The Hanson Place Central United Methodist Church is a Methodist cathedral in the Fort Greene neighborhood of Brooklyn, New York City, located on the northwest corner of Hanson Place and St. Felix Street, adjacent to the Williamsburgh Savings Bank Tower. The church is the third Methodist church on the site. The present structure was built in 1929–1931, and its architectural style has been called "Gothic restyled in modern dress, an exercise in massing brick and tan  terra cotta that might be called cubistic Art Moderne."

The church's street level features retail stores, and it is also listed as the headquarters for the Boy Scouts in Brooklyn.

As of 2010, Hanson Place Central hosts a midday inspirational service for all members of the downtown Brooklyn community daily at 12 noon. They work to engage all members of their surrounding community.

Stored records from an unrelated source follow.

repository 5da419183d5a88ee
// src/store.rs
//! JSON record store.
//!
//! A store is a single pretty-printed JSON array of receipts (4-space indent,
//! non-ASCII written literally). It is read once at the start of a run and
//! written once at the end. Writes go to a sibling temp file first and are
//! renamed into place, so a crash never leaves a half-written store.

use std::{
    fs,
    io::{self, BufWriter, Write},
    path::{Path, PathBuf},
};

use chrono::NaiveDate;
use serde::Serialize;
use serde_json::ser::{PrettyFormatter, Serializer};

use crate::config::consts::{ARCHIVE_DATE_FMT, SNAPSHOT_FILE};
use crate::error::StoreError;
use crate::model::Receipt;
use crate::scrape::resume::KnownIds;

/// Load a store. A missing file is an empty store; anything unreadable is fatal.
pub fn load_records(path: &Path) -> Result<Vec<Receipt>, StoreError> {
    let text = match fs::read_to_string(path) {
        Ok(t) => t,
        Err(e) if e.kind() == io::ErrorKind::NotFound => return Ok(Vec::new()),
        Err(source) => return Err(StoreError::Read { path: path.to_path_buf(), source }),
    };
    if text.trim().is_empty() {
        return Ok(Vec::new());
    }
    serde_json::from_str(&text).map_err(|source| StoreError::Decode { path: path.to_path_buf(), source })
}

/// Overwrite `path` with `records`. On failure the temp file is removed and
/// the previous content of `path` is left as it was.
pub fn save_records(path: &Path, records: &[Receipt]) -> Result<(), StoreError> {
    let write_err = |source| StoreError::Write { path: path.to_path_buf(), source };

    if let Some(parent) = path.parent() {
        if !parent.as_os_str().is_empty() {
            ensure_directory(parent).map_err(write_err)?;
        }
    }

    let tmp = temp_sibling(path);
    let outcome = write_json(&tmp, path, records).and_then(|()| fs::rename(&tmp, path).map_err(write_err));
    if outcome.is_err() {
        let _ = fs::remove_file(&tmp);
    }
    outcome
}

/// Serialize `records` into `tmp`. Errors name `path`, the file being saved.
fn write_json(tmp: &Path, path: &Path, records: &[Receipt]) -> Result<(), StoreError> {
    let write_err = |source| StoreError::Write { path: path.to_path_buf(), source };

    let file = fs::File::create(tmp).map_err(write_err)?;
    let mut out = BufWriter::new(file);

    let mut ser = Serializer::with_formatter(&mut out, PrettyFormatter::with_indent(b"    "));
    records
        .serialize(&mut ser)
        .map_err(|source| StoreError::Encode { path: path.to_path_buf(), source })?;
    out.write_all(b"\n").map_err(write_err)?;
    out.flush().map_err(write_err)
}

/// Append `fresh` to `existing`, dropping any record whose id is already present.
/// Returns how many were added.
pub fn merge_new(existing: &mut Vec<Receipt>, fresh: Vec<Receipt>) -> usize {
    let mut known = KnownIds::from_records(existing);
    let before = existing.len();
    existing.extend(fresh.into_iter().filter(|r| known.admit(r.check_id)));
    existing.len() - before
}

/// Newest first.
pub fn sort_descending(records: &mut [Receipt]) {
    records.sort_by(|a, b| b.check_id.cmp(&a.check_id));
}

/// `<dir>/<name>_<DD_MM_YYYY>.json`
pub fn archive_path(dir: &Path, name: &str, date: NaiveDate) -> PathBuf {
    let stamp = date.format(ARCHIVE_DATE_FMT).to_string();
    dir.join(join!(name, "_", &stamp, ".json"))
}

pub fn snapshot_path(dir: &Path) -> PathBuf {
    dir.join(SNAPSHOT_FILE)
}

pub fn ensure_directory(dir: &Path) -> io::Result<()> {
    if dir.exists() && !dir.is_dir() {
        return Err(io::Error::new(
            io::ErrorKind::AlreadyExists,
            format!("path exists but is not a directory: {}", dir.display()),
        ));
    }
    fs::create_dir_all(dir)
}

fn temp_sibling(path: &Path) -> PathBuf {
    let mut name = path.file_name().map(|n| n.to_os_string()).unwrap_or_default();
    name.push(".tmp");
    path.with_file_name(name)
}

#[cfg(test)]
mod tests {
    use super::*;

    #[test]
    fn archive_name_uses_day_month_year() {
        let d = NaiveDate::from_ymd_opt(2024, 6, 3).unwrap();
        assert_eq!(archive_path(Path::new("arch"), "checks", d), Path::new("arch/checks_03_06_2024.json"));
    }

    #[test]
    fn missing_store_is_empty() {
        let dir = tempfile::tempdir().unwrap();
        assert!(load_records(&dir.path().join("nope.json")).unwrap().is_empty());
    }

    #[test]
    fn corrupt_store_is_fatal() {
        let dir = tempfile::tempdir().unwrap();
        let p = dir.path().join("bad.json");
        fs::write(&p, "{ not json").unwrap();
        assert!(matches!(load_records(&p), Err(StoreError::Decode { .. })));
    }

    #[test]
    fn save_writes_pretty_utf8_and_reloads() {
        let dir = tempfile::tempdir().unwrap();
        let p = dir.path().join("nested").join("all_items.json");
        let mut r = Receipt::new(5);
        r.user = Some(s!("ООО Ромашка"));
        save_records(&p, &[r.clone()]).unwrap();

        let text = fs::read_to_string(&p).unwrap();
        assert!(text.contains("ООО Ромашка"));
        assert!(text.contains("\n    {\n        \"checkID\": 5"));
        assert!(!p.with_file_name("all_items.json.tmp").exists());
        assert_eq!(load_records(&p).unwrap(), vec![r]);
    }

    #[test]
    fn merge_never_duplicates_ids() {
        let mut existing: Vec<Receipt> = [1, 2, 3].into_iter().map(Receipt::new).collect();
        let fresh: Vec<Receipt> = [3, 4, 4, 5].into_iter().map(Receipt::new).collect();
        assert_eq!(merge_new(&mut existing, fresh), 2);
        let ids: Vec<_> = existing.iter().map(|r| r.check_id).collect();
        assert_eq!(ids, vec![1, 2, 3, 4, 5]);
    }

    #[test]
    fn sort_puts_newest_first() {
        let mut v: Vec<Receipt> = [3, 9, 1].into_iter().map(Receipt::new).collect();
        sort_descending(&mut v);
        assert_eq!(v.iter().map(|r| r.check_id).collect::<Vec<_>>(), vec![9, 3, 1]);
    }

    #[test]
    fn failed_save_leaves_no_temp_file() {
        let dir = tempfile::tempdir().unwrap();
        // A non-empty directory where the store should go: the rename fails.
        let path = dir.path().join("store.json");
        fs::create_dir(&path).unwrap();
        fs::write(path.join("keep"), "x").unwrap();

        let err = save_records(&path, &[Receipt::new(1)]).unwrap_err();

        assert!(matches!(err, StoreError::Write { .. }));
        assert!(!temp_sibling(&path).exists());
        assert!(path.join("keep").exists());
    }
}
// src/config/consts.rs

// Source
pub const BASE_URL: &str = "https://proverkacheka.com";
pub const LISTING_PATH: &str = "/check&p={page}";
pub const USER_AGENT: &str = "Mozilla/5.0 (Windows NT 10.0; Win64; x64) AppleWebKit/537.36 \
    (KHTML, like Gecko) Chrome/125.0.0.0 Safari/537.36";
pub const REQUEST_TIMEOUT_SECS: u64 = 15;

// Local store
pub const STORE_DIR: &str = ".store";
pub const LOG_FILE: &str = "debug.log";
pub const DEFAULT_STORE_FILE: &str = "all_items.json";
pub const DEFAULT_ARCHIVE_DIR: &str = "archive";
pub const DEFAULT_ARCHIVE_NAME: &str = "checks";
pub const SNAPSHOT_FILE: &str = "latest.json";
pub const ARCHIVE_DATE_FMT: &str = "%d_%m_%Y";

// Bulk mode
pub const BULK_PAGES: u32 = 10;
pub const PAGE_WORKERS: usize = 10;
pub const DETAIL_WORKERS: usize = 25; // detail fetches outnumber pages

// Incremental mode
pub const PACING_MAX_MS: u64 = 500;
pub const RECENT_WINDOW: usize = 25; // adjacent listing pages repeat entries
pub const MAX_FAILED_PAGES: u32 = 3; // consecutive, while walking towards a mark
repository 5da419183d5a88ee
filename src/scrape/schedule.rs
// src/scrape/schedule.rs
//! Job scheduling policies.
//!
//! - [`fan_out`]: bounded worker pool on plain threads. Workers pull the next
//!   job index from a shared counter and send each outcome back over a
//!   channel; the calling thread collects in completion order and drives
//!   progress. A failing (or panicking) job never stops its siblings.
//! - [`walk_pages`] + [`Pacer`]: one page at a time, in order, with a jittered
//!   pause between consecutive detail fetches.

use std::{
    panic::{self, AssertUnwindSafe},
    sync::{atomic::{AtomicUsize, Ordering}, mpsc},
    thread,
    time::Duration,
};

use rand::Rng;

use crate::progress::Progress;

/// Run `work` over every job with at most `workers` threads.
/// Returns every outcome, in completion order. Panicking jobs are logged and dropped.
pub fn fan_out<J, O, E, F>(
    jobs: &[J],
    workers: usize,
    work: F,
    progress: &mut dyn Progress,
) -> Vec<Result<O, E>>
where
    J: Sync,
    O: Send,
    E: Send,
    F: Fn(&J) -> Result<O, E> + Sync,
{
    if jobs.is_empty() {
        return Vec::new();
    }

    let workers = workers.clamp(1, jobs.len());
    let next = AtomicUsize::new(0);
    let (tx, rx) = mpsc::channel::<(usize, thread::Result<Result<O, E>>)>();
    let mut outcomes = Vec::with_capacity(jobs.len());

    thread::scope(|scope| {
        for _ in 0..workers {
            let tx = tx.clone();
            let next = &next;
            let work = &work;
            scope.spawn(move || loop {
                let i = next.fetch_add(1, Ordering::Relaxed);
                if i >= jobs.len() {
                    break;
                }
                let outcome = panic::catch_unwind(AssertUnwindSafe(|| work(&jobs[i])));
                if tx.send((i, outcome)).is_err() {
                    break;
                }
            });
        }
        drop(tx); // collector is the sole receiver now

        for (i, outcome) in rx {
            match outcome {
                Ok(result) => {
                    if result.is_ok() { progress.item_done() } else { progress.item_failed() }
                    outcomes.push(result);
                }
                Err(_) => {
                    tracing::error!(job = i, "job panicked, outcome dropped");
                    progress.item_failed();
                }
            }
        }
    });

    outcomes
}

#[derive(Debug, Clone, Copy, PartialEq, Eq)]
pub enum Flow {
    Continue,
    Stop,
}

/// Visit pages `1, 2, 3, …` in order until `visit` says stop or `max_pages` is hit.
/// Returns the number of pages visited.
pub fn walk_pages(max_pages: Option<u32>, mut visit: impl FnMut(u32) -> Flow) -> u32 {
    let mut page = 1u32;
    loop {
        if max_pages.is_some_and(|max| page > max) {
            return page - 1;
        }
        if visit(page) == Flow::Stop {
            return page;
        }
        page += 1;
    }
}

/// Uniform random pause in `0..=max` before every call but the first.
pub struct Pacer {
    max: Duration,
    primed: bool,
}

impl Pacer {
    pub fn new(max: Duration) -> Self {
        Self { max, primed: false }
    }

    pub fn wait(&mut self) {
        if !self.primed {
            self.primed = true;
            return;
        }
        if self.max.is_zero() {
            return;
        }
        let max_ms = u64::try_from(self.max.as_millis()).unwrap_or(u64::MAX);
        let pause = rand::thread_rng().gen_range(0..=max_ms);
        thread::sleep(Duration::from_millis(pause));
    }
}
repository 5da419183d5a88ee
// src/common/net.rs
//! Document fetcher.
//!
//! The pipeline only needs "URL in, markup text out", so that is the whole
//! [`Fetch`] contract. No caching and no retries; pacing lives in the scheduler.

use reqwest::blocking::Client;
use reqwest::header::{self, HeaderMap, HeaderValue};

use crate::config::options::SourceOptions;
use crate::error::FetchError;

/// Anything that can turn a URL into markup. Shared by reference across
/// worker threads, hence `Sync`.
pub trait Fetch: Send + Sync {
    fn get(&self, url: &str) -> Result<String, FetchError>;
}

/// Blocking HTTP(S) fetcher sending a fixed browser-like identification.
pub struct HttpFetcher {
    client: Client,
}

impl HttpFetcher {
    pub fn new(source: &SourceOptions) -> Result<Self, FetchError> {
        let mut headers = HeaderMap::new();
        let agent = HeaderValue::from_str(&source.user_agent)
            .unwrap_or_else(|_| HeaderValue::from_static("Mozilla/5.0"));
        headers.insert(header::USER_AGENT, agent);

        let client = Client::builder()
            .default_headers(headers)
            .timeout(source.timeout)
            .build()
            .map_err(|source_err| FetchError::Request {
                url: source.base_url.clone(),
                source: source_err,
            })?;
        Ok(Self { client })
    }
}

impl Fetch for HttpFetcher {
    fn get(&self, url: &str) -> Result<String, FetchError> {
        let resp = self
            .client
            .get(url)
            .send()
            .map_err(|source| FetchError::Request { url: s!(url), source })?;

        let status = resp.status();
        if !status.is_success() {
            return Err(FetchError::Status { url: s!(url), status: status.as_u16() });
        }
        resp.text().map_err(|source| FetchError::Request { url: s!(url), source })
    }
}
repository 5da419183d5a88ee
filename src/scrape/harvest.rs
// src/scrape/harvest.rs
//! One harvest pipeline, two scheduling strategies.
//!
//! Both strategies share the same listing enumerator and receipt extractor
//! ([`Pipeline`]); they differ only in how jobs are scheduled and when
//! pagination ends:
//!
//! - `FanOut`: all pages of a fixed range concurrently, then every unknown
//!   check concurrently; the union with the existing store is written back.
//! - `Sequential`: pages in order from 1, entries in page order, stopping at
//!   the first id at or below the previous snapshot's mark. New records are
//!   written newest-first to a dated archive and to the rolling snapshot.
//!   A failed listing page counts as empty and the walk goes on; if the walk
//!   cannot prove it saw everything above the mark, the snapshot is kept.
//!
//! Per-page and per-check failures are logged and counted; only the store
//! can abort a run.

use std::{fmt, path::PathBuf};

use chrono::{Local, NaiveDate};
use tracing::{debug, info, warn};
use url::Url;

use crate::{
    config::options::{BulkOptions, HarvestOptions, IncrementalOptions, SourceOptions, Strategy},
    common::net::Fetch,
    error::{EnumerationError, ExtractionError, HarvestError},
    model::{CheckId, Receipt},
    progress::Progress,
    specs::{listing::{self, ListingEntry}, receipt},
    store,
};

use super::resume::{Cursor, HighWaterMark, KnownIds, Verdict};
use super::schedule::{fan_out, walk_pages, Flow, Pacer};

/// What a run did. Printed by the CLI at the end.
#[derive(Debug, Default, Clone, PartialEq, Eq)]
pub struct HarvestReport {
    pub pages_visited: u32,
    pub new_records: usize,
    pub stored_records: usize,
    pub failed_checks: Vec<CheckId>,
    pub failed_pages: Vec<u32>,
    /// Incremental only: the first id found at or below the mark.
    pub stopped_at: Option<CheckId>,
    pub written: Vec<PathBuf>,
    /// Incremental only: the walk ended short of the mark, so the old
    /// snapshot (and its mark) was left in place.
    pub snapshot_kept: bool,
}

impl fmt::Display for HarvestReport {
    fn fmt(&self, f: &mut fmt::Formatter<'_>) -> fmt::Result {
        writeln!(f, "Pages visited:   {}", self.pages_visited)?;
        writeln!(f, "New records:     {}", self.new_records)?;
        writeln!(f, "Stored records:  {}", self.stored_records)?;
        if let Some(id) = self.stopped_at {
            writeln!(f, "Stopped at:      {id}")?;
        }
        if !self.failed_pages.is_empty() {
            writeln!(f, "Failed pages:    {:?}", self.failed_pages)?;
        }
        if !self.failed_checks.is_empty() {
            writeln!(f, "Failed checks:   {:?}", self.failed_checks)?;
        }
        for p in &self.written {
            writeln!(f, "Wrote {}", p.display())?;
        }
        if self.snapshot_kept {
            writeln!(f, "Snapshot kept:   walk did not reach the previous mark")?;
        }
        Ok(())
    }
}

/// Listing enumerator + receipt extractor bound to one source.
pub struct Pipeline<'a> {
    fetcher: &'a dyn Fetch,
    source: &'a SourceOptions,
    base: Url,
}

impl<'a> Pipeline<'a> {
    pub fn new(fetcher: &'a dyn Fetch, source: &'a SourceOptions) -> Result<Self, HarvestError> {
        let base = Url::parse(&source.base_url)
            .map_err(|e| HarvestError::BaseUrl { url: source.base_url.clone(), source: e })?;
        Ok(Self { fetcher, source, base })
    }

    pub fn listing(&self, page: u32) -> Result<Vec<ListingEntry>, EnumerationError> {
        let url = self.source.listing_url(page);
        debug!(page, %url, "fetching listing page");
        listing::fetch(self.fetcher, &url, &self.base, page)
    }

    pub fn receipt(&self, entry: &ListingEntry) -> Result<Receipt, ExtractionError> {
        debug!(check_id = entry.check_id, url = %entry.detail_url, "fetching receipt");
        receipt::fetch(self.fetcher, &entry.detail_url, entry.check_id)
    }
}

/// Run the configured strategy, dating archives with today's local date.
pub fn run(
    options: &HarvestOptions,
    fetcher: &dyn Fetch,
    progress: &mut dyn Progress,
) -> Result<HarvestReport, HarvestError> {
    run_on(options, fetcher, progress, Local::now().date_naive())
}

/// Same as [`run`] with an explicit archive date.
pub fn run_on(
    options: &HarvestOptions,
    fetcher: &dyn Fetch,
    progress: &mut dyn Progress,
    today: NaiveDate,
) -> Result<HarvestReport, HarvestError> {
    let pipeline = Pipeline::new(fetcher, &options.source)?;
    match &options.strategy {
        Strategy::FanOut(bulk) => run_fan_out(&pipeline, bulk, progress),
        Strategy::Sequential(inc) => run_sequential(&pipeline, inc, progress, today),
    }
}

/* ---------------- bulk ---------------- */

fn run_fan_out(
    pipeline: &Pipeline<'_>,
    opts: &BulkOptions,
    progress: &mut dyn Progress,
) -> Result<HarvestReport, HarvestError> {
    let mut records = store::load_records(&opts.store_path)?;
    info!(count = records.len(), path = %opts.store_path.display(), "loaded store");
    let mut known = KnownIds::from_records(&records);
    let mut report = HarvestReport::default();

    // Stage 1: every page of the range.
    let pages = opts.pages();
    progress.begin("Listing pages", Some(pages.len()));
    let listed = fan_out(&pages, opts.page_workers, |page| pipeline.listing(*page), progress);
    progress.finish();
    report.pages_visited = u32::try_from(pages.len()).unwrap_or(u32::MAX);

    let mut entries = Vec::new();
    for outcome in listed {
        match outcome {
            Ok(found) => entries.extend(found),
            Err(e) => {
                warn!(page = e.page, error = %e, "listing page failed");
                report.failed_pages.push(e.page);
            }
        }
    }
    report.failed_pages.sort_unstable();

    // Stage 2: only what the store has not seen (and each id once).
    let listed_total = entries.len();
    let pending: Vec<ListingEntry> = entries.into_iter().filter(|e| known.admit(e.check_id)).collect();
    info!(listed = listed_total, pending = pending.len(), "deduplicated against store");

    progress.begin("Parsing checks", Some(pending.len()));
    let extracted = fan_out(&pending, opts.detail_workers, |entry| pipeline.receipt(entry), progress);
    progress.finish();

    let fresh = collect_receipts(extracted, &mut report.failed_checks);
    report.new_records = store::merge_new(&mut records, fresh);
    report.stored_records = records.len();

    progress.log("Saving store…");
    store::save_records(&opts.store_path, &records)?;
    report.written.push(opts.store_path.clone());
    info!(added = report.new_records, total = report.stored_records, "bulk harvest complete");
    Ok(report)
}

/* ---------------- incremental ---------------- */

fn run_sequential(
    pipeline: &Pipeline<'_>,
    opts: &IncrementalOptions,
    progress: &mut dyn Progress,
    today: NaiveDate,
) -> Result<HarvestReport, HarvestError> {
    let snapshot_path = opts.snapshot_path();
    let snapshot = store::load_records(&snapshot_path)?;
    let mut cursor = Cursor::new(HighWaterMark::from_snapshot(&snapshot), opts.recent_window);
    info!(mark = ?cursor.mark().0, "resuming from snapshot");
    drop(snapshot);

    let mut report = HarvestReport::default();
    let mut fresh: Vec<Receipt> = Vec::new();
    let mut pacer = Pacer::new(opts.pacing_max);
    let has_mark = cursor.mark().0.is_some();
    let mut failed_in_a_row = 0u32;
    let mut reached_end = false;

    progress.begin("Parsing checks", None);
    report.pages_visited = walk_pages(opts.max_pages, |page| {
        let entries = match pipeline.listing(page) {
            Ok(entries) => entries,
            Err(e) => {
                report.failed_pages.push(page);
                if !has_mark {
                    warn!(page, error = %e, "listing page failed, ending walk");
                    return Flow::Stop;
                }
                failed_in_a_row += 1;
                if failed_in_a_row >= opts.max_failed_pages {
                    warn!(page, error = %e, failed_in_a_row, "too many listing failures in a row, ending walk");
                    return Flow::Stop;
                }
                warn!(page, error = %e, "listing page failed, treated as empty");
                return Flow::Continue;
            }
        };
        failed_in_a_row = 0;
        if entries.is_empty() {
            info!(page, "empty listing page, ending walk");
            reached_end = true;
            return Flow::Stop;
        }

        for entry in &entries {
            match cursor.judge(entry.check_id) {
                Verdict::Stop => {
                    info!(page, check_id = entry.check_id, "reached high-water mark");
                    report.stopped_at = Some(entry.check_id);
                    return Flow::Stop;
                }
                Verdict::SkipDuplicate => {
                    debug!(page, check_id = entry.check_id, "repeated entry skipped");
                    continue;
                }
                Verdict::Fetch => {}
            }

            pacer.wait();
            match pipeline.receipt(entry) {
                Ok(r) => {
                    progress.item_done();
                    fresh.push(r);
                }
                Err(e) => {
                    warn!(check_id = e.check_id, error = %e, "check not harvested");
                    progress.item_failed();
                    report.failed_checks.push(e.check_id);
                }
            }
        }
        Flow::Continue
    });
    progress.finish();

    // Moving the mark is only safe once every id above it has been listed.
    let walk_complete = report.failed_pages.is_empty() && (report.stopped_at.is_some() || reached_end);
    report.snapshot_kept = has_mark && !walk_complete;

    let mut delta = Vec::with_capacity(fresh.len());
    report.new_records = store::merge_new(&mut delta, fresh);
    report.stored_records = delta.len();

    if delta.is_empty() {
        // Keep the previous snapshot so its mark survives.
        info!("no new records, snapshot left untouched");
        return Ok(report);
    }

    // The archive holds this run's delta only.
    store::sort_descending(&mut delta);
    let archive = store::archive_path(&opts.archive_dir, &opts.archive_name, today);
    progress.log("Saving archive…");
    store::save_records(&archive, &delta)?;
    report.written.push(archive);

    if report.snapshot_kept {
        warn!(
            failed_pages = ?report.failed_pages,
            "walk ended short of the mark, snapshot left untouched"
        );
    } else {
        store::save_records(&snapshot_path, &delta)?;
        report.written.push(snapshot_path);
    }
    info!(added = report.new_records, "incremental harvest complete");
    Ok(report)
}

fn collect_receipts(
    outcomes: Vec<Result<Receipt, ExtractionError>>,
    failed: &mut Vec<CheckId>,
) -> Vec<Receipt> {
    let mut fresh = Vec::with_capacity(outcomes.len());
    for outcome in outcomes {
        match outcome {
            Ok(r) => fresh.push(r),
            Err(e) => {
                warn!(check_id = e.check_id, error = %e, "check not harvested");
                failed.push(e.check_id);
            }
        }
    }
    failed.sort_unstable();
    fresh
}
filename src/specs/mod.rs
//! # Scraping "specs" module
//!
//! Page-specific readers for the receipt index. Each spec covers one kind of
//! page and encodes *where the data lives in the markup* and *how to read it*.
//!
//! ## What lives here
//! - **Pure markup parsing** of listing pages (`listing`) and receipt detail
//!   pages (`receipt`), each with a `parse_doc` that tests can feed fixtures.
//! - **Field grammars**: the ordered field lists and fixed labels (`fields`).
//! - A thin `fetch()` per page that pairs a [`Fetch`](crate::common::Fetch)
//!   with its `parse_doc`.
//!
//! ## What does **not** live here
//! - **Scheduling, dedup, resume** (`scrape::*`).
//! - **Persistence** (`store`).
//!
//! ## Typical call chain
//! ```text
//! cli → scrape::harvest::run → specs::listing::fetch  → Vec<ListingEntry>
//!                            ↘ specs::receipt::fetch  → Receipt
//!       store::save_* (after the run)
//! ```
//!
//! ## Conventions
//! - Failures are per page / per check and carry the page number or check id.
//! - A receipt is returned whole or not at all.
pub mod fields;
pub mod listing;
pub mod receipt;
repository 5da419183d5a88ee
// src/config/mod.rs
pub mod consts;
pub mod options;
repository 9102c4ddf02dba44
mod errors;
mod pipeline;
mod required;
mod validator;
mod visit_date_rule;

pub use errors::*;
pub use pipeline::Pipeline;
pub use required::*;
pub use validator::{Rule, Validator};
pub use visit_date_rule::*;

pub(crate) use validator::{check_visit, visit_rule};
//! Runs the `check` command of the binary.

use std::process::{Command, Output};

use pretty_assertions::assert_eq;

mod common;

fn run(args: &[&str]) -> Output {
    Command::new(env!("CARGO_BIN_EXE_visit-rules"))
        .args(args)
        .env("RUST_APP_LOG", "off")
        .output()
        .expect("should be able to run the binary")
}

#[test]
fn test_sunday_visit_is_rejected() {
    let file = common::write_temp_file(
        ".toml",
        concat!(
            "[[visits]]\n",
            "id = 4\n",
            "date = \"2024-01-07\"\n",
            "description = \"checkup\"\n",
        ),
    );
    let path = file.path().to_str().unwrap();

    let output = run(&["check", "--visits", path, "--json"]);
    assert_eq!(output.status.code(), Some(1));

    let stdout: serde_json::Value =
        serde_json::from_slice(&output.stdout).expect("stdout should be json");
    assert_eq!(
        stdout,
        serde_json::json!([{
            "index": 0,
            "id": 4,
            "errors": [{
                "field": "date",
                "code": "sunday.not.allowed",
                "message": "Visits on Sundays are not allowed",
            }],
        }])
    );

    let output = run(&["check", "--visits", path]);
    assert_eq!(output.status.code(), Some(1));
    assert!(String::from_utf8_lossy(&output.stdout).contains("sunday.not.allowed"));
}

#[test]
fn test_monday_visit_is_accepted() {
    let file = common::write_temp_file(
        ".json",
        r#"{ "visits": [{ "date": "2024-01-08", "description": "checkup" }] }"#,
    );
    let path = file.path().to_str().unwrap();

    let output = run(&["check", "--visits", path, "--json"]);
    assert_eq!(output.status.code(), Some(0));

    let stdout: serde_json::Value =
        serde_json::from_slice(&output.stdout).expect("stdout should be json");
    assert_eq!(stdout, serde_json::json!([]));
}

#[test]
fn test_unsupported_file_fails() {
    let file = common::write_temp_file(".yaml", "visits: []\n");
    let path = file.path().to_str().unwrap();

    assert_eq!(run(&["check", "--visits", path]).status.code(), Some(1));
}

#[test]
fn test_missing_visits_flag_fails() {
    assert_eq!(run(&["check"]).status.code(), Some(1));
}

They also have a food pantry open to the public in need.

The structure is now abandoned, covered in scaffolding and filled with black mold and dust on the inside.

The church is located within the Brooklyn Academy of Music Historic District, which was created in 1978 by the New York City Landmarks Preservation Commission.

History
The first Methodist church on the site was erected in 1857 on land purchased the year before; prior to that the land had been part of a farm, and then passed through a number of hands after the farm was sub-divided.  The Hanson Place Methodist Church, which could accommodate 800 people and had a Sunday school in the basement, was dedicated on January 3, 1858. A new Sunday school building was constructed in 1860, and a parsonage in 1863.  By 1872 a larger church was required, which started construction in 1873 and was dedicated on January 4, 1874.

In 1927, the Hanson Place church merged with the Summerfield Methodist Church and the Fleet Street Methodist Church to create the Central Methodist Episcopal Church.  The new combined congregation planned on building a new church, and purchased a site for it, but when the 1874 building was condemned by the Department of Buildings as unsafe for occupation due to damage done by subway construction underneath it, the parish decided instead to replace the condemned building and keep the church on the same site.

The Church built again on the same site and the architecturally significant church was completed in 1931. The architecture firm of Halsey, McCormick, and Helmer designed the Modern Gothic/Art Moderne style church, as well as the adjacent landmarked Williamsburgh Savings Bank Tower.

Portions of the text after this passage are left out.